Кинокритик Алексей Артамонов в издании «Холод» (внесено Минюстом в реестр иноагентов) пишет:
«Одно из главных достоинств фильма — ловкое переплетение истории Мастера, в годы пестования соцреалистического канона не нашедшего другой темы и писавшего о встрече Христа с судящим его Понтием Пилатом, с биографией самого Булгакова, попавшего в опалу и сжегшего первую рукопись романа.
Автобиографические элементы в образе главного героя и раньше были на виду, Локшин и автор сценария Роман Кантор лишь подчеркнули документальность фантасмагории Булгакова, создав красочный и в то же время мрачный фантазм о колонно-мраморных 1930-х, пронизанный готикой шпиономании, черных воронков и бесследных исчезновений.
Даже удивительно сейчас, как удалось другим экранизациям спрятать темную, остросоциальную суть произведения за отвлеченной эксцентрикой и абстрактной духовностью, разливающейся на пустынных просторах Иудеи. Стоило открыто сшить судьбу автора “Мастера и Маргариты” с карнавальными ужасами МАССОЛИТа, как даже для самого наивного зрителя наружу полезли все репрессивные швы допустимых разговоров о важном.
Разница между сталинским временем и путинской Россией в том, что Булгаков, повествуя о трагедии Понтия Пилата, за отсутствием возможности для публичной дискуссии обращался напрямую к фигуре вождя, не обязательно персонализированной лично в Сталине, как единственного источника возможных перемен — пусть и в аллегорической форме и без гарантии быть услышанным.

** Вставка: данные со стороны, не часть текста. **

use std::path::PathBuf;

use tracing_subscriber::EnvFilter;
use xnav_core::{CancellationToken, CoreEngine, CoreOptions, SearchKind, SearchRequest};

fn main() -> Result<(), String> {
  tracing_subscriber::fmt()
    .with_env_filter(EnvFilter::try_from_default_env().unwrap_or_else(|_| EnvFilter::new("info")))
    .init();

  let mut args = std::env::args().skip(1);
  let usage = "usage: cargo run -p xnav_core --example smoke_search -- <path-to-xml> <query> [tag|id|guid|name|any]";
  let path = PathBuf::from(args.next().ok_or_else(|| usage.to_string())?);
  let query = args.next().ok_or_else(|| usage.to_string())?;
  let kind: SearchKind = args.next().as_deref().unwrap_or("any").parse()?;

  let eng = CoreEngine::new(CoreOptions::default()).map_err(|e| e.to_string())?;
  let info = eng.open_file(&path).map_err(|e| e.to_string())?;
  println!("len={}", info.len);

  let token = CancellationToken::new();
  let mut req = SearchRequest::new(query, kind);
  let mut hits = 0;
  loop {
    let r = eng.search(&path, &req, &token).map_err(|e| e.to_string())?;
    if !r.found {
      break;
    }
    hits += 1;
    if hits <= 5 {
      println!("hit offset={} line={:?} path={}", r.offset, r.line_number, r.path);
    }
    req = req.next_after(r.offset);
  }
  println!("hits={hits}");

  let first = eng.first_child(&path).map_err(|e| e.to_string())?;
  let last = eng.last_child(&path).map_err(|e| e.to_string())?;
  println!("first_child={} @{}", first.path, first.offset);
  println!("last_child={} @{}", last.path, last.offset);
  Ok(())
}
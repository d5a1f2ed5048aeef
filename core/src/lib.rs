//! Bounded-memory search and navigation over very large tag-structured
//! (XML-like) documents.
//!
//! Every operation opens the document fresh, reads it through small windows or
//! a single streaming pass, and never materializes the whole file.

mod cancel;
mod engine;
mod models;
mod refine;
mod sample;
mod scan;
mod search_match;
mod window;

pub use crate::cancel::{CancellationToken, SearchTicket};
pub use crate::engine::{CoreEngine, CoreError, CoreOptions};
pub use crate::models::{
  AncestorInfo, FileInfo, NavigationResult, SampleReport, SampleSpec, SearchKind, SearchRequest,
  SearchStatus,
};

Сталин собственной персоной и спас Булгакова от голода и репрессий, в личном звонке в опальные годы предложив ему устроиться в МХАТ. На кого мы можем спроецировать фигуру прокуратора Иудеи сегодня? Кажется, стоп-кран истории не находится уже ни в чьих конкретных руках — черти вылезли из нор и уже не подчиняются ни Воланду, ни иегомону. Но и Мастер с Маргаритой давно заслужили свой в вечности покой.

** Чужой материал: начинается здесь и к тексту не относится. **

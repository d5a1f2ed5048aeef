use std::path::Path;

use tracing::debug;

use crate::{
  cancel::CancellationToken,
  scan::{
    ancestors_of,
    stream::{Position, Step, TagEvent, TagStream, Tagged},
    xpath_of, ElementSpan, Halt, Located,
  },
  search_match::PreparedSearch,
};

/// Integer-percent progress that only fires when the value grows. Stays below
/// 100; completion is reported by the caller.
struct Progress<'a> {
  total: u64,
  last: u8,
  sink: &'a mut dyn FnMut(u8),
}

impl Progress<'_> {
  fn update(&mut self, done: u64) {
    if self.total == 0 {
      return;
    }
    let pct = (done.saturating_mul(100) / self.total).min(99) as u8;
    if pct > self.last {
      self.last = pct;
      (self.sink)(pct);
    }
  }
}

/// Find the first element at or after `start_offset` matching `prepared`.
///
/// Always parses from byte 0: the nesting stack (and so the path and
/// ancestors of a hit) can only be rebuilt by seeing every open tag from the
/// root. `start_offset` filters which hit is reported, it is not a seek.
pub(crate) fn search(
  path: &Path,
  prepared: &PreparedSearch,
  start_offset: u64,
  buffer_bytes: usize,
  token: &CancellationToken,
  on_progress: &mut dyn FnMut(u8),
) -> Result<Located, Halt> {
  let mut stream = TagStream::open(path, buffer_bytes)?;
  let mut progress = Progress {
    total: stream.file_len(),
    last: 0,
    sink: on_progress,
  };
  debug!(path = %path.display(), start_offset, "forward search started");

  let outcome = loop {
    progress.update(stream.position());
    let hit = {
      let Tagged { at, event } = match stream.next(token) {
        Ok(t) => t,
        Err(halt) => break Err(halt),
      };
      match event {
        TagEvent::Open(e) if at.offset >= start_offset && prepared.matches(&e) => Some((at, None)),
        TagEvent::Empty(e) if at.offset >= start_offset && prepared.matches(&e) => {
          Some((at, Some(String::from_utf8_lossy(e.name().as_ref()).into_owned())))
        }
        TagEvent::Eof => break Err(Halt::Exhausted),
        _ => None,
      }
    };
    match hit {
      Some((at, None)) => break open_element(&mut stream, at, token),
      Some((at, Some(name))) => break Ok(empty_element(&stream, at, &name)),
      None => {}
    }
  };

  debug!(
    events = stream.events(),
    position = stream.position(),
    found = outcome.is_ok(),
    "forward search finished"
  );
  outcome
}

/// First element directly inside the document's wrapper element.
pub(crate) fn first_child(
  path: &Path,
  buffer_bytes: usize,
  token: &CancellationToken,
) -> Result<Located, Halt> {
  let mut stream = TagStream::open(path, buffer_bytes)?;
  loop {
    match stream.step(token)? {
      // depth 1 right after an open tag means we just entered the root
      Step::Open(_) if stream.depth() == 1 => {}
      Step::Open(at) => return open_element(&mut stream, at, token),
      Step::Empty(..) | Step::Close(_) if stream.depth() == 0 => return Err(Halt::Exhausted),
      Step::Empty(at, name) => return Ok(empty_element(&stream, at, &name)),
      Step::Eof(_) => return Err(Halt::Exhausted),
      Step::Close(_) | Step::Other(_) => {}
    }
  }
}

/// The element whose start tag was just read (top of the stack), scanned
/// through to its matching end tag.
pub(crate) fn open_element(
  stream: &mut TagStream,
  at: Position,
  token: &CancellationToken,
) -> Result<Located, Halt> {
  let stack = stream.stack();
  let depth = stack.len().saturating_sub(1);
  let path = xpath_of(stack.iter().map(|t| t.name.as_str()));
  let ancestors = ancestors_of(&stack[..depth]);
  let end = stream.close_to(depth, token)?;
  Ok(Located {
    span: ElementSpan {
      start: at.offset,
      end,
    },
    path,
    line: Some(at.line),
    ancestors,
  })
}

/// A self-closing element that was just read; it never enters the stack.
pub(crate) fn empty_element(stream: &TagStream, at: Position, name: &str) -> Located {
  let stack = stream.stack();
  Located {
    span: ElementSpan {
      start: at.offset,
      end: stream.position(),
    },
    path: xpath_of(stack.iter().map(|t| t.name.as_str()).chain(std::iter::once(name))),
    line: Some(at.line),
    ancestors: ancestors_of(stack),
  }
}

В политическом послании фильма не хватает ровно одной, но наиболее насущной сегодня реплики. Точнее, она есть, и была и у Булгакова, но брошена Мастером Понтию Пилату. Сегодня ее перехватывает и возвращает публика. Не столько Мастеру, сколько его прообразу — творцу. Спустя век, именно публика, не Воланд — часть той силы, что вечно хочет зла и вечно совершает благо. Эта строчка наконец-то указывает автору на внимающий народ: “Свободен! Он ждет тебя!”».